9 Helpful Hacks To Make Your Jeans Last Longer
Jeans are a go-to garment for many of us, whether you see them as purely utilitarian or a stylish addition to your wardrobe. We should all have a little space in our closets for a pair of jeans. So, how do you make sure you get the best out of your denim investment? We’ll share some of our favorite denim care methods, as well as some helpful hints and tips to help you get the mileage out of your jeans.
First up, I’m sure you’re probably asking yourself, “Jeans are typically cheap. Why should I care?” It’s true. The vast majority of genes on the market are inexpensive, whether down to mass manufacturing or because you bought them pre-loved.
Jeans can be picked up at pretty low prices. So, why not just replace jeans instead of looking after them? Aside from being really bad for the environment, replacing jeans regularly is going to be really hard on your wallet, too.
You know we’re big advocates for considering the cost-per-wear for your garments, and you should apply that thinking to all of your clothing purchases. After all, it’s more expensive to buy and replace a pair of $20 jeans every year for 10 years, instead of investing in one pair of classic jeans at around $100 that will last around the same amount of time with proper care. Plus, over that time, that great pair really will become like a best friend.
Cheap vs. Expensive Jeans: Key Denim Differences
Denim is, for all intents and purposes, simply cotton. But, not all denim is made the same. Most jeans will likely be made with middling to low quality of denim, often blended with some synthetic fibers like elastane. Manufacturers do that in order to give you that soft and supple feeling right out of the box, but this can actually harm the lifespan of your jeans as the fibers break down faster than sturdy cotton.

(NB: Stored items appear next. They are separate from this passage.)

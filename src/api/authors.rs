//! Author endpoints

use axum::{
    extract::State,
    http::StatusCode,
    response::IntoResponse,
    routing::get,
    Json, Router,
};
use serde::Deserialize;

use crate::api::common::PaginationQuery;
use crate::api::extract::{ApiJson, ApiPath, ApiQuery};
use crate::api::middleware::{ApiError, AppState, CurrentUser, MaybeUser};
use crate::api::responses::ListResponse;
use crate::models::{Author, AuthorWithCount};
use crate::services::{Action, AuthorDetail, FieldErrors, Resource};

#[derive(Debug, Deserialize)]
pub struct AuthorRequest {
    pub name: Option<String>,
}

impl AuthorRequest {
    fn require_name(self) -> Result<String, ApiError> {
        self.name.ok_or_else(|| {
            ApiError::validation(FieldErrors::single("name", "This field is required."))
        })
    }
}

pub fn router() -> Router<AppState> {
    Router::new()
        .route("/authors/", get(list_authors).post(create_author))
        .route(
            "/authors/{id}/",
            get(get_author)
                .put(replace_author)
                .patch(patch_author)
                .delete(delete_author),
        )
}

/// GET /api/v1/authors/
async fn list_authors(
    State(state): State<AppState>,
    auth: MaybeUser,
    ApiQuery(query): ApiQuery<PaginationQuery>,
) -> Result<Json<ListResponse<AuthorWithCount>>, ApiError> {
    state.authorize(auth.as_ref(), Action::List, Resource::Author)?;
    let page = state.author_service.list(&query.params()).await?;
    Ok(Json(page.into()))
}

/// GET /api/v1/authors/{id}/ - nests the author's books
async fn get_author(
    State(state): State<AppState>,
    auth: MaybeUser,
    ApiPath(id): ApiPath<i64>,
) -> Result<Json<AuthorDetail>, ApiError> {
    state.authorize(auth.as_ref(), Action::View, Resource::Author)?;
    Ok(Json(state.author_service.get(id).await?))
}

async fn create_author(
    State(state): State<AppState>,
    CurrentUser(auth): CurrentUser,
    ApiJson(body): ApiJson<AuthorRequest>,
) -> Result<impl IntoResponse, ApiError> {
    state.authorize(Some(&auth), Action::Create, Resource::Author)?;
    let author = state.author_service.create(&body.require_name()?).await?;
    Ok((StatusCode::CREATED, Json(author)))
}

async fn replace_author(
    State(state): State<AppState>,
    CurrentUser(auth): CurrentUser,
    ApiPath(id): ApiPath<i64>,
    ApiJson(body): ApiJson<AuthorRequest>,
) -> Result<Json<Author>, ApiError> {
    state.authorize(Some(&auth), Action::Update, Resource::Author)?;
    Ok(Json(state.author_service.update(id, &body.require_name()?).await?))
}

/// PATCH without a name changes nothing
async fn patch_author(
    State(state): State<AppState>,
    CurrentUser(auth): CurrentUser,
    ApiPath(id): ApiPath<i64>,
    ApiJson(body): ApiJson<AuthorRequest>,
) -> Result<Json<Author>, ApiError> {
    state.authorize(Some(&auth), Action::Update, Resource::Author)?;
    let author = match body.name {
        Some(name) => state.author_service.update(id, &name).await?,
        None => state.author_service.get(id).await?.author,
    };
    Ok(Json(author))
}

/// DELETE /api/v1/authors/{id}/ - removes the author's books too
async fn delete_author(
    State(state): State<AppState>,
    CurrentUser(auth): CurrentUser,
    ApiPath(id): ApiPath<i64>,
) -> Result<StatusCode, ApiError> {
    state.authorize(Some(&auth), Action::Delete, Resource::Author)?;
    state.author_service.delete(id).await?;
    Ok(StatusCode::NO_CONTENT)
}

Historically, denim has been priced for its hard-wearing nature. It was the cloth of choice for those doing hard labor in the real world and mining eras, and some of the best denim out there is largely unchanged from how it’s traditionally been made.

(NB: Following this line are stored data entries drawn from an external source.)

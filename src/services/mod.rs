//! Services layer - Business logic
//!
//! Services sit between the HTTP handlers and the repositories. They:
//! - clean and validate input, collecting field errors
//! - coordinate repositories and the cache
//! - translate store failures into typed errors
//!
//! Access decisions live in [`access`]; handlers consult them before calling
//! into the other services.

pub mod access;
pub mod author;
pub mod book;
pub mod comment;
pub mod follow;
pub mod library;
pub mod password;
pub mod post;
pub mod rate_limiter;
pub mod tag;
pub mod user;
pub mod validation;

pub use access::{authorize, AccessService, AccessServiceError, Action, Decision, DenyReason, Resource};
pub use author::{AuthorDetail, AuthorService, AuthorServiceError};
pub use book::{BookInput, BookListQuery, BookService, BookServiceError};
pub use comment::{CommentInput, CommentService, CommentServiceError};
pub use follow::{FollowService, FollowServiceError, PublicProfile};
pub use library::{LibraryDetail, LibraryService, LibraryServiceError};
pub use password::{hash_password, verify_password};
pub use post::{PostInput, PostListQuery, PostSearchQuery, PostService, PostServiceError};
pub use rate_limiter::LoginRateLimiter;
pub use tag::{TagService, TagServiceError, TaggedPosts};
pub use user::{LoginInput, RegisterInput, Registration, UserService, UserServiceError};
pub use validation::{FieldErrors, NON_FIELD_ERRORS};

At this junction, we could go on for quite a while talking about selvage denim, raw denim, and all the fun things there, but for the purpose of today’s post, it’s safe to say that good quality cotton denim can really take a bit of a beating, but also needs a bit of love. By caring for your jeans, you’ll have a longer-lasting garment, and it becoming more stylish and comfortable for years to come.
Denim Care 101: 1. Wash When Needed
To kick off, wash your jeans when needed. There are many posts, videos, thoughts, and theories about the exact science of knowing when you’re supposed to wash your jeans.

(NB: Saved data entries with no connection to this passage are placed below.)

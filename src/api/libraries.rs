//! Library endpoints

use axum::{
    extract::State,
    http::StatusCode,
    response::IntoResponse,
    routing::{delete, get, post, put},
    Json, Router,
};
use serde::Deserialize;

use crate::api::common::PaginationQuery;
use crate::api::extract::{ApiJson, ApiPath, ApiQuery};
use crate::api::middleware::{ApiError, AppState, CurrentUser, MaybeUser};
use crate::api::responses::ListResponse;
use crate::models::{Librarian, LibraryWithCount};
use crate::services::{Action, FieldErrors, LibraryDetail, Resource};

#[derive(Debug, Deserialize)]
pub struct NameRequest {
    pub name: Option<String>,
}

impl NameRequest {
    fn require_name(self) -> Result<String, ApiError> {
        self.name.ok_or_else(|| {
            ApiError::validation(FieldErrors::single("name", "This field is required."))
        })
    }
}

#[derive(Debug, Deserialize)]
pub struct ShelveRequest {
    pub book_id: Option<i64>,
}

pub fn router() -> Router<AppState> {
    Router::new()
        .route("/libraries/", get(list_libraries).post(create_library))
        .route("/libraries/{id}/", get(get_library).delete(delete_library))
        .route("/libraries/{id}/books/", post(shelve_book))
        .route("/libraries/{id}/books/{book_id}/", delete(unshelve_book))
        .route(
            "/libraries/{id}/librarian/",
            put(set_librarian).delete(remove_librarian),
        )
}

/// GET /api/v1/libraries/
async fn list_libraries(
    State(state): State<AppState>,
    auth: MaybeUser,
    ApiQuery(query): ApiQuery<PaginationQuery>,
) -> Result<Json<ListResponse<LibraryWithCount>>, ApiError> {
    state.authorize(auth.as_ref(), Action::List, Resource::Library)?;
    let page = state.library_service.list(&query.params()).await?;
    Ok(Json(page.into()))
}

/// GET /api/v1/libraries/{id}/ - nests the shelved books and the librarian
async fn get_library(
    State(state): State<AppState>,
    auth: MaybeUser,
    ApiPath(id): ApiPath<i64>,
) -> Result<Json<LibraryDetail>, ApiError> {
    state.authorize(auth.as_ref(), Action::View, Resource::Library)?;
    Ok(Json(state.library_service.get(id).await?))
}

async fn create_library(
    State(state): State<AppState>,
    CurrentUser(auth): CurrentUser,
    ApiJson(body): ApiJson<NameRequest>,
) -> Result<impl IntoResponse, ApiError> {
    state.authorize(Some(&auth), Action::Create, Resource::Library)?;
    let library = state.library_service.create(&body.require_name()?).await?;
    Ok((StatusCode::CREATED, Json(library)))
}

/// DELETE /api/v1/libraries/{id}/ - the books stay in the catalog
async fn delete_library(
    State(state): State<AppState>,
    CurrentUser(auth): CurrentUser,
    ApiPath(id): ApiPath<i64>,
) -> Result<StatusCode, ApiError> {
    state.authorize(Some(&auth), Action::Delete, Resource::Library)?;
    state.library_service.delete(id).await?;
    Ok(StatusCode::NO_CONTENT)
}

/// POST /api/v1/libraries/{id}/books/ - answers with the updated detail
async fn shelve_book(
    State(state): State<AppState>,
    CurrentUser(auth): CurrentUser,
    ApiPath(id): ApiPath<i64>,
    ApiJson(body): ApiJson<ShelveRequest>,
) -> Result<Json<LibraryDetail>, ApiError> {
    state.authorize(Some(&auth), Action::Update, Resource::Library)?;
    let book_id = body.book_id.ok_or_else(|| {
        ApiError::validation(FieldErrors::single("book_id", "This field is required."))
    })?;
    state.library_service.add_book(id, book_id).await?;
    Ok(Json(state.library_service.get(id).await?))
}

async fn unshelve_book(
    State(state): State<AppState>,
    CurrentUser(auth): CurrentUser,
    ApiPath((id, book_id)): ApiPath<(i64, i64)>,
) -> Result<StatusCode, ApiError> {
    state.authorize(Some(&auth), Action::Update, Resource::Library)?;
    state.library_service.remove_book(id, book_id).await?;
    Ok(StatusCode::NO_CONTENT)
}

/// PUT /api/v1/libraries/{id}/librarian/
async fn set_librarian(
    State(state): State<AppState>,
    CurrentUser(auth): CurrentUser,
    ApiPath(id): ApiPath<i64>,
    ApiJson(body): ApiJson<NameRequest>,
) -> Result<Json<Librarian>, ApiError> {
    state.authorize(Some(&auth), Action::Update, Resource::Library)?;
    let librarian = state
        .library_service
        .set_librarian(id, &body.require_name()?)
        .await?;
    Ok(Json(librarian))
}

async fn remove_librarian(
    State(state): State<AppState>,
    CurrentUser(auth): CurrentUser,
    ApiPath(id): ApiPath<i64>,
) -> Result<StatusCode, ApiError> {
    state.authorize(Some(&auth), Action::Update, Resource::Library)?;
    state.library_service.remove_librarian(id).await?;
    Ok(StatusCode::NO_CONTENT)
}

So, in our experience, we can sum things up for you pretty simply here: wash your jeans when they need to be washed. Not after everywhere, but also not only every decade.
The key here is just taking stock when you’re done wearing your jeans. Are there any noticeable spots or stains? Are they starting to look a little tired? And most importantly, do they smell?
Washing your jeans frequently will fade your jeans prematurely. If you like the faded look, then this shouldn’t be an issue for you. But, obsessive laundering can also break down the cotton, leading to a pair of jeans that aren’t as long-lasting as they could have been.
On the other hand, you don’t want to never or very rarely wash your jeans, as dirt and other general wear and tear that’s left untreated can contribute to the destruction of your denim. So, washing is an important part of general jeans care.
Overall, when it comes to the frequency of laundering or denim, just apply a little mindfulness. Wash them as and when you need to, neither frequently nor sparingly.
2. Wash Them Separately
When the time comes to launder your jeans, you’re going to want to wash them separately from your other clothes. Simply put, they will stain everything else, and it’s because quality denim is dyed using a high level of natural indigo.
The indigo dye is soaked into the cotton fibers of your denim and is then reactivated with the addition of water. Particularly, dark blue jeans will also transfer their color onto other clothing items when they are new. And this is especially true for raw denim, but they should be less potent after you’ve given your jeans their first wash.
Therefore, it’s best to hand wash denim in a completely separate area, such as a basin or bathtub, where the jeans can soak by themselves. You’ll also end up using less water and energy than putting them in the washing machine, unless you possess an insane amount of denim.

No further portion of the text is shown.